Published on the 06/07/2015 | Written by Donovan Jackson
Orion Health to provide solutions to Vinmec International Hospitals, signs a strategic partnership with VITCORP…
Things are looking up for healthcare technology company Orion Health. It has secured two new deals in Vietnam, which it says will build momentum and market presence in Southeast Asia.
The first is for the sale of its enterprise software, which is going into private Vinmec International Hospitals, initially across four separate sites, with later plans to extend it to an additional six hospitals within the group. The software is expected to improve the delivery and quality of care through a single view of patient records; no pricing information was put to the deal and CEO Ian McCrae said that will remain confidential.
In the second deal, announced simultaneously, Orion lifted the lid on a new partnership with Vietnamese outsource IT provider VIT Corporation (VITCORP), which it said will improve hospital efficiency and enhance the quality of healthcare in the public sector across several of the country’s provinces.
One of just five single-party states in the world with a communist-leaning government, Vietnam has a population of over 90 million people.
In a statement, Orion’s APAC senior VP Darren Jones said the agreement is pivotal to long-term success: “We see huge potential for our solutions throughout Vietnam. This partnership will help strengthen our market presence and provide a number of additional relationships and opportunities.”
Speaking with iStart, McCrae said that as one of the biggest industrial groups in Vietnam, VITCORP builds and operates hospitals in the country as part of its activities. “It will help with localisation and so on; it has great reach and people on the ground for service and support.”

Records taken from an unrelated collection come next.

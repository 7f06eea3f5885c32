//! Mosaic stylization CLI
//!
//! Renders a still image or a directory of frames as averaged blocks,
//! brightness-sized circles, or an adaptive Voronoi mosaic.
//!
//! ## YAML style file
//!
//! ```yaml
//! mode: square        # square | circle | voronoi
//! block_size: 8
//! palette: pop-art    # or a list: [[255, 0, 0], [0, 0, 0]]
//! width: 640
//! mirror: true
//! fps: 15
//! ```
//!
//! Run with: `mosaic -i photo.jpg -o out.png --style pop.yaml`
//!
//! ## Frame sequences
//!
//! A directory input renders every frame (sorted by name) into an animated
//! GIF. Press Ctrl+C to stop early and keep the frames rendered so far.

mod encoder;
mod source;

use std::path::PathBuf;
use std::sync::atomic::{AtomicBool, Ordering};
use std::sync::Arc;
use std::time::{Duration, Instant};

use anyhow::Context;
use clap::Parser;
use indicatif::{ProgressBar, ProgressStyle};
use serde::Deserialize;
use tracing::{info, warn};
use tracing_subscriber::EnvFilter;

use mosaic_core::{
    aggregate, build_cells, quantize, sample, stylize, ColorGrid, Mode, Palette, Rgb, StyleConfig,
    Stylizer,
};

use encoder::GifEncoder;
use source::{list_frames, load_rgb, resolve_dimensions, FramePrep, ImageSource, SequenceSource};

/// YAML style file format
#[derive(Debug, Default, Deserialize)]
struct StyleFile {
    #[serde(default)]
    mode: Option<String>,
    #[serde(default)]
    block_size: Option<u32>,
    #[serde(default)]
    palette: Option<PaletteEntry>,
    #[serde(default)]
    width: Option<u32>,
    #[serde(default)]
    height: Option<u32>,
    #[serde(default)]
    mirror: Option<bool>,
    #[serde(default)]
    fps: Option<u32>,
}

/// A named built-in palette or explicit `[r, g, b]` entries
#[derive(Debug, Deserialize)]
#[serde(untagged)]
enum PaletteEntry {
    Named(String),
    Colors(Vec<Rgb>),
}

impl PaletteEntry {
    /// `None` means quantization is disabled
    fn resolve(&self) -> anyhow::Result<Option<Palette>> {
        match self {
            PaletteEntry::Named(name) => parse_palette_name(name),
            PaletteEntry::Colors(colors) => Ok(Some(
                Palette::from_rgb(colors).context("invalid palette in style file")?,
            )),
        }
    }
}

fn parse_palette_name(name: &str) -> anyhow::Result<Option<Palette>> {
    match name.to_ascii_lowercase().as_str() {
        "none" => Ok(None),
        "pop-art" | "popart" => Ok(Some(Palette::pop_art())),
        other => anyhow::bail!("unknown palette '{}' (expected none or pop-art)", other),
    }
}

fn load_style(path: &PathBuf) -> anyhow::Result<StyleFile> {
    let contents = std::fs::read_to_string(path)
        .with_context(|| format!("failed to read style file: {:?}", path))?;
    serde_yaml::from_str(&contents)
        .with_context(|| format!("failed to parse style file: {:?}", path))
}

#[derive(Parser, Debug)]
#[command(name = "mosaic")]
#[command(about = "Render block and Voronoi mosaics", long_about = None)]
#[command(arg_required_else_help = true)]
struct Args {
    /// Input image, or a directory of frames
    #[arg(short, long)]
    input: PathBuf,

    /// Output path (.png for a still image, .gif for a frame directory)
    #[arg(short, long)]
    output: Option<PathBuf>,

    /// Stylization mode: square | circle | voronoi
    #[arg(short, long)]
    mode: Option<String>,

    /// Block size in pixels for square and circle modes
    #[arg(short, long)]
    block_size: Option<u32>,

    /// Palette for block modes: none | pop-art
    #[arg(long)]
    palette: Option<String>,

    /// YAML style file
    #[arg(long)]
    style: Option<PathBuf>,

    /// Frame width (scales input; preserves aspect ratio if only one dim given)
    #[arg(long)]
    width: Option<u32>,

    /// Frame height (scales input; preserves aspect ratio if only one dim given)
    #[arg(long)]
    height: Option<u32>,

    /// Mirror frames horizontally, like a front-facing camera preview
    #[arg(long)]
    mirror: bool,

    /// Frames per second of the output animation
    #[arg(long)]
    fps: Option<u32>,

    /// Time each pipeline stage instead of writing output
    #[arg(long)]
    benchmark: bool,

    /// Number of passes per stage in benchmark mode
    #[arg(long, default_value = "10")]
    bench_frames: usize,
}

/// Everything resolved from CLI flags and the style file
struct Settings {
    config: StyleConfig,
    style_dims: (Option<u32>, Option<u32>),
    cli_dims: (Option<u32>, Option<u32>),
    mirror: bool,
    fps: u32,
}

impl Settings {
    /// CLI flags override style file values
    fn resolve(args: &Args, style: &StyleFile) -> anyhow::Result<Self> {
        let mode: Mode = args
            .mode
            .as_deref()
            .or(style.mode.as_deref())
            .unwrap_or("square")
            .parse()
            .map_err(|e: String| anyhow::anyhow!(e))?;
        let block_size = args.block_size.or(style.block_size).unwrap_or(8);
        let mut config = StyleConfig::new(mode, block_size)?;

        let palette = match (&args.palette, &style.palette) {
            (Some(name), _) => parse_palette_name(name)?,
            (None, Some(style_palette)) => style_palette.resolve()?,
            (None, None) => None,
        };
        if let Some(palette) = palette {
            if mode == Mode::Voronoi {
                warn!("palette only applies to square and circle modes; ignoring");
            }
            config = config.with_palette(palette);
        }

        Ok(Self {
            config,
            style_dims: (style.width, style.height),
            cli_dims: (args.width, args.height),
            mirror: args.mirror || style.mirror.unwrap_or(false),
            fps: args.fps.or(style.fps).unwrap_or(15),
        })
    }

    fn prep_for(&self, orig_w: u32, orig_h: u32) -> FramePrep {
        let (style_w, style_h) = self.style_dims;
        let (cli_w, cli_h) = self.cli_dims;
        let (width, height) = resolve_dimensions(orig_w, orig_h, style_w, style_h, cli_w, cli_h);
        FramePrep { width, height, mirror: self.mirror }
    }
}

fn main() -> anyhow::Result<()> {
    tracing_subscriber::fmt()
        .with_env_filter(EnvFilter::try_from_default_env().unwrap_or_else(|_| EnvFilter::new("info")))
        .with_writer(std::io::stderr)
        .init();

    let args = Args::parse();

    let style = args.style.as_ref().map(load_style).transpose()?.unwrap_or_default();
    let settings = Settings::resolve(&args, &style)?;
    info!(
        mode = ?settings.config.mode(),
        block_size = settings.config.block_size(),
        palette = settings.config.palette().map_or(0, Palette::len),
        "style resolved"
    );

    if args.input.is_dir() {
        if args.benchmark {
            anyhow::bail!("benchmark mode expects a single image");
        }
        return render_sequence(&args, &settings);
    }

    info!("Loading image: {:?}", args.input);
    let image = load_rgb(&args.input)?;
    let (orig_w, orig_h) = image.dimensions();
    let prep = settings.prep_for(orig_w, orig_h);
    if (prep.width, prep.height) != (orig_w, orig_h) {
        info!("Resizing {}x{} -> {}x{}", orig_w, orig_h, prep.width, prep.height);
    }

    if args.benchmark {
        let grid = ColorGrid::from(&prep.apply(image));
        return run_benchmark(&grid, &settings.config, args.bench_frames);
    }

    // Require output path for normal rendering
    let output = args
        .output
        .as_ref()
        .ok_or_else(|| anyhow::anyhow!("Output path required (use -o/--output)"))?;

    let mut stylizer = Stylizer::new(ImageSource::new(image, prep), settings.config.clone());
    let result = stylizer.tick(false);
    if result.is_empty() {
        warn!("image is smaller than one block; output is empty");
    }
    let (w, h) = result.dimensions();
    if w == 0 || h == 0 {
        anyhow::bail!("nothing to render for {:?}", args.input);
    }
    result
        .to_image()
        .save(output)
        .with_context(|| format!("failed to write {:?}", output))?;

    println!("Output saved to: {:?} ({}x{})", output, w, h);
    Ok(())
}

/// Render every frame of a directory into an animated GIF
fn render_sequence(args: &Args, settings: &Settings) -> anyhow::Result<()> {
    let output = args
        .output
        .as_ref()
        .ok_or_else(|| anyhow::anyhow!("Output path required (use -o/--output)"))?;

    let frames = list_frames(&args.input)?;
    let first = frames
        .first()
        .ok_or_else(|| anyhow::anyhow!("no image frames found in {:?}", args.input))?;
    let (orig_w, orig_h) = image::image_dimensions(first)
        .with_context(|| format!("failed to read dimensions of {:?}", first))?;
    let prep = settings.prep_for(orig_w, orig_h);

    // Set up SIGINT handler
    let interrupted = Arc::new(AtomicBool::new(false));
    {
        let interrupted = interrupted.clone();
        ctrlc::set_handler(move || {
            interrupted.store(true, Ordering::SeqCst);
        })
        .context("failed to set Ctrl-C handler")?;
    }

    let source = SequenceSource::new(frames, prep);
    let total_frames = source.len();
    info!(
        "Rendering {} frames at {} fps ({}x{})",
        total_frames, settings.fps, prep.width, prep.height
    );

    let progress = ProgressBar::new(total_frames as u64);
    progress.set_style(
        ProgressStyle::default_bar()
            .template("{spinner:.green} [{elapsed_precise}] [{bar:40.cyan/blue}] {pos}/{len} ({eta})")?
            .progress_chars("#>-"),
    );

    let mut stylizer = Stylizer::new(source, settings.config.clone());
    let mut encoder: Option<GifEncoder> = None;
    let mut frames_rendered: usize = 0;
    let mut frames_skipped: usize = 0;
    let render_start = Instant::now();

    for _ in 0..total_frames {
        if interrupted.load(Ordering::Relaxed) {
            progress.abandon_with_message("Interrupted");
            warn!(
                "Interrupted after {} of {} frames, finalizing partial output...",
                frames_rendered, total_frames
            );
            break;
        }

        let result = stylizer.tick(false);
        progress.inc(1);
        let (w, h) = result.dimensions();
        if w == 0 || h == 0 {
            frames_skipped += 1;
            continue;
        }

        // The first non-empty frame fixes the animation size
        if encoder.is_none() {
            encoder = Some(GifEncoder::create(output, w, h, settings.fps)?);
        }
        if let Some(enc) = encoder.as_mut() {
            enc.write_frame(&result.render())?;
        }
        frames_rendered += 1;
    }

    if frames_rendered == 0 {
        warn!("No frames rendered.");
        return Ok(());
    }
    if !interrupted.load(Ordering::Relaxed) {
        progress.finish_with_message("Rendering complete");
    }
    // GIF encoder flushes on drop
    drop(encoder);

    let total_wall = render_start.elapsed();
    let partial = if interrupted.load(Ordering::Relaxed) { "partial" } else { "complete" };
    println!(
        "Output saved to: {:?} ({} frames, {} skipped, {})",
        output, frames_rendered, frames_skipped, partial
    );
    println!(
        "Render time: {:.1}s wall, {:.2} fps avg",
        total_wall.as_secs_f64(),
        frames_rendered as f64 / total_wall.as_secs_f64(),
    );
    Ok(())
}

/// Time each pipeline stage on one grid
fn run_benchmark(grid: &ColorGrid, config: &StyleConfig, num_frames: usize) -> anyhow::Result<()> {
    anyhow::ensure!(num_frames > 0, "--bench-frames must be positive");
    let block_size = config.block_size() as usize;
    let palette = config.palette().cloned().unwrap_or_else(Palette::pop_art);

    println!("\n=== Mosaic Benchmark ===");
    println!("Grid: {}x{}", grid.width(), grid.height());
    println!("Frames: {}", num_frames);
    println!();

    let blocks = aggregate(grid, block_size);
    let seeds = sample(grid);
    println!("Blocks: {}x{} (size {})", blocks.cols, blocks.rows, block_size);
    println!("Seeds: {}", seeds.len());
    println!();

    let stages: [(&str, Duration); 5] = [
        ("aggregate", time_stage(num_frames, || aggregate(grid, block_size))),
        ("quantize", time_stage(num_frames, || quantize(&blocks, &palette))),
        ("sample", time_stage(num_frames, || sample(grid))),
        ("build_cells", time_stage(num_frames, || build_cells(&seeds, grid.width(), grid.height()))),
        ("full tick", time_stage(num_frames, || stylize(grid, config).to_image())),
    ];

    println!("{:>12} {:>10} {:>8}", "stage", "ms/frame", "fps");
    for (name, elapsed) in stages {
        let ms = elapsed.as_secs_f64() * 1000.0 / num_frames as f64;
        println!("{:>12} {:>10.3} {:>8.1}", name, ms, 1000.0 / ms.max(f64::EPSILON));
    }
    Ok(())
}

/// Run `f` once to warm up, then `num_frames` times under the clock
fn time_stage<T>(num_frames: usize, mut f: impl FnMut() -> T) -> Duration {
    std::hint::black_box(f());
    let start = Instant::now();
    for _ in 0..num_frames {
        std::hint::black_box(f());
    }
    start.elapsed()
}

The Orion product set itself, McCrae added, is already widely used in Southeast Asia, so language localisation doesn’t present a challenge.

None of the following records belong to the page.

//! Adaptive seed placement by quadtree subdivision.
//!
//! Regions whose sparse color sample is uniform get a single seed at their
//! midpoint; other regions split into quadrants until `min_size`. Seed density
//! therefore follows local color variance.

use crate::{ColorGrid, ColorSample, Seed};

/// Geometry constants of the sampler
#[derive(Debug, Clone, Copy, PartialEq)]
pub struct SamplerConfig {
    /// Side of the initial tiles
    pub starting_size: usize,
    /// Regions at or below this side always emit one seed; also the sample stride
    pub min_size: usize,
    /// Max squared RGB distance between any two samples of a uniform region
    pub variance_threshold: u32,
}

impl Default for SamplerConfig {
    fn default() -> Self {
        Self {
            starting_size: 128,
            min_size: 8,
            variance_threshold: 80 * 80,
        }
    }
}

/// Sample seeds with the default constants
pub fn sample(grid: &ColorGrid) -> Vec<Seed> {
    sample_with(grid, &SamplerConfig::default())
}

/// Sample seeds for `grid`. The empty grid yields no seeds.
pub fn sample_with(grid: &ColorGrid, config: &SamplerConfig) -> Vec<Seed> {
    if grid.is_empty() {
        return Vec::new();
    }
    let start = config.starting_size.max(1);
    let min_size = config.min_size.max(1);

    let mut seeds = Vec::new();
    let mut stack: Vec<(usize, usize, usize)> = Vec::new();

    for y in (0..grid.height()).step_by(start) {
        for x in (0..grid.width()).step_by(start) {
            stack.push((x, y, start));

            while let Some((x, y, size)) = stack.pop() {
                let mid = midpoint(grid, x, y, size);

                if size <= min_size
                    || is_uniform(&region_sample(grid, x, y, size, min_size), config.variance_threshold)
                {
                    seeds.push(mid);
                    continue;
                }

                // Pushed in reverse so quadrants pop top-left, top-right,
                // bottom-left, bottom-right.
                let half = size / 2;
                stack.push((x + half, y + half, half));
                stack.push((x, y + half, half));
                stack.push((x + half, y, half));
                stack.push((x, y, half));
            }
        }
    }

    tracing::debug!(
        seeds = seeds.len(),
        width = grid.width(),
        height = grid.height(),
        "sampled seeds"
    );
    seeds
}

/// Seed at the region midpoint, clamped into the grid
fn midpoint(grid: &ColorGrid, x: usize, y: usize, size: usize) -> Seed {
    let mx = (x + size / 2).min(grid.width() - 1);
    let my = (y + size / 2).min(grid.height() - 1);
    Seed::at(mx as f64, my as f64, grid.get(mx, my))
}

/// Colors at `stride` spacing inside the region, bounded by the grid edge
fn region_sample(grid: &ColorGrid, x: usize, y: usize, size: usize, stride: usize) -> Vec<ColorSample> {
    let mut sample = Vec::new();
    let mut i = 0;
    while i < size && y + i < grid.height() {
        let mut j = 0;
        while j < size && x + j < grid.width() {
            sample.push(grid.get(x + j, y + i));
            j += stride;
        }
        i += stride;
    }
    sample
}

/// True when no pair of samples is farther apart than `threshold`.
/// Pairs include each sample with itself.
fn is_uniform(sample: &[ColorSample], threshold: u32) -> bool {
    for (a, ca) in sample.iter().enumerate() {
        for cb in &sample[a..] {
            if ca.dist_sq(cb) > threshold {
                return false;
            }
        }
    }
    true
}

#[cfg(test)]
mod tests {
    use super::*;

    fn checkerboard(width: usize, height: usize, cell: usize) -> ColorGrid {
        let mut samples = Vec::with_capacity(width * height);
        for y in 0..height {
            for x in 0..width {
                let on = ((x / cell) + (y / cell)) % 2 == 0;
                samples.push(if on {
                    ColorSample::new(255, 255, 255)
                } else {
                    ColorSample::new(0, 0, 0)
                });
            }
        }
        ColorGrid::from_samples(width, height, samples).unwrap()
    }

    #[test]
    fn test_empty_grid() {
        assert!(sample(&ColorGrid::empty()).is_empty());
    }

    #[test]
    fn test_uniform_grid_one_seed_per_tile() {
        let grid = ColorGrid::filled(256, 128, ColorSample::new(40, 80, 120));
        let seeds = sample(&grid);
        assert_eq!(seeds.len(), 2);
        assert_eq!(seeds[0].pos.x, 64.0);
        assert_eq!(seeds[0].pos.y, 64.0);
        assert_eq!(seeds[1].pos.x, 192.0);
        assert_eq!(seeds[0].color, ColorSample::new(40, 80, 120));
    }

    #[test]
    fn test_partial_tile_midpoint_clamped() {
        let grid = ColorGrid::filled(50, 20, ColorSample::new(1, 1, 1));
        let seeds = sample(&grid);
        assert_eq!(seeds.len(), 1);
        assert_eq!(seeds[0].pos.x, 49.0);
        assert_eq!(seeds[0].pos.y, 19.0);
    }

    #[test]
    fn test_high_variance_reaches_min_size() {
        // Checker period equals the sample stride, so every region is non-uniform
        // until the recursion bottoms out at 8x8.
        let grid = checkerboard(128, 128, 8);
        let seeds = sample(&grid);
        assert_eq!(seeds.len(), (128 / 8) * (128 / 8));
        for seed in &seeds {
            assert_eq!(seed.pos.x as usize % 8, 4);
            assert_eq!(seed.pos.y as usize % 8, 4);
        }
    }

    #[test]
    fn test_subdivision_order_depth_first() {
        // Only the top-left 64x64 quadrant is busy.
        let mut samples = vec![ColorSample::new(0, 0, 0); 128 * 128];
        for y in 0..64 {
            for x in 0..64 {
                if ((x / 8) + (y / 8)) % 2 == 0 {
                    samples[y * 128 + x] = ColorSample::new(255, 255, 255);
                }
            }
        }
        let grid = ColorGrid::from_samples(128, 128, samples).unwrap();
        let seeds = sample(&grid);
        // 64 fine seeds from the busy quadrant, then 3 coarse ones.
        assert_eq!(seeds.len(), 64 + 3);
        assert_eq!((seeds[0].pos.x, seeds[0].pos.y), (4.0, 4.0));
        let coarse: Vec<(f64, f64)> = seeds[64..].iter().map(|s| (s.pos.x, s.pos.y)).collect();
        assert_eq!(coarse, vec![(96.0, 32.0), (32.0, 96.0), (96.0, 96.0)]);
    }

    #[test]
    fn test_threshold_is_inclusive() {
        // Distance exactly 80^2 still counts as uniform.
        let mut samples = vec![ColorSample::new(0, 0, 0); 16 * 16];
        samples[8] = ColorSample::new(80, 0, 0);
        let grid = ColorGrid::from_samples(16, 16, samples).unwrap();
        assert_eq!(sample(&grid).len(), 1);

        let mut samples = vec![ColorSample::new(0, 0, 0); 16 * 16];
        samples[8] = ColorSample::new(81, 0, 0);
        let grid = ColorGrid::from_samples(16, 16, samples).unwrap();
        assert!(sample(&grid).len() > 1);
    }

    #[test]
    fn test_deterministic() {
        let grid = checkerboard(200, 150, 13);
        assert_eq!(sample(&grid), sample(&grid));
    }
}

In its statement, Orion said it is piloting delivery of eHealth solutions with VITCORP to public sector hospitals in Khanh Hoa province. However, McCrae said the ink on that deal is barely dry.
“We’re scoping that work now and the pilot is still a few months away. We’ll need to wait to see the benefits, but VITCORP does bring a big pipeline of hospitals as it is highly engaged in the public sector, which has around 1000 hospitals and 5 000 clinics,” he said.
A September 2014 report in The Economist points to an inefficient and problematic healthcare sector in the third world country, where despite reforms, corruption remains a problem. ‘The healthcare system, like the state-dominated economy, is limping. The 3% of GDP the state spends on the system (nearly half of total health spending) is not enough to improve health infrastructure’, it said.
The report further noted, ‘Hospitals have outdated facilities and maddeningly opaque bureaucracies. A law on health insurance passed in 2008, created to assist the poor and ethnic minorities, is far from comprehensive. But the government knows that providing proper health care is key to preventing the kind of social unrest that undermines its authority.’
Quizzed on whether or not there were peculiarities in doing business in Southeast Asia, McCrae chuckled. “There are peculiarities everywhere in the health industry, where there seem to be a lot of unusual billing and invoicing rules and processes. That’s the biggest challenge; while medical procedures are the same everywhere, the administration isn’t.”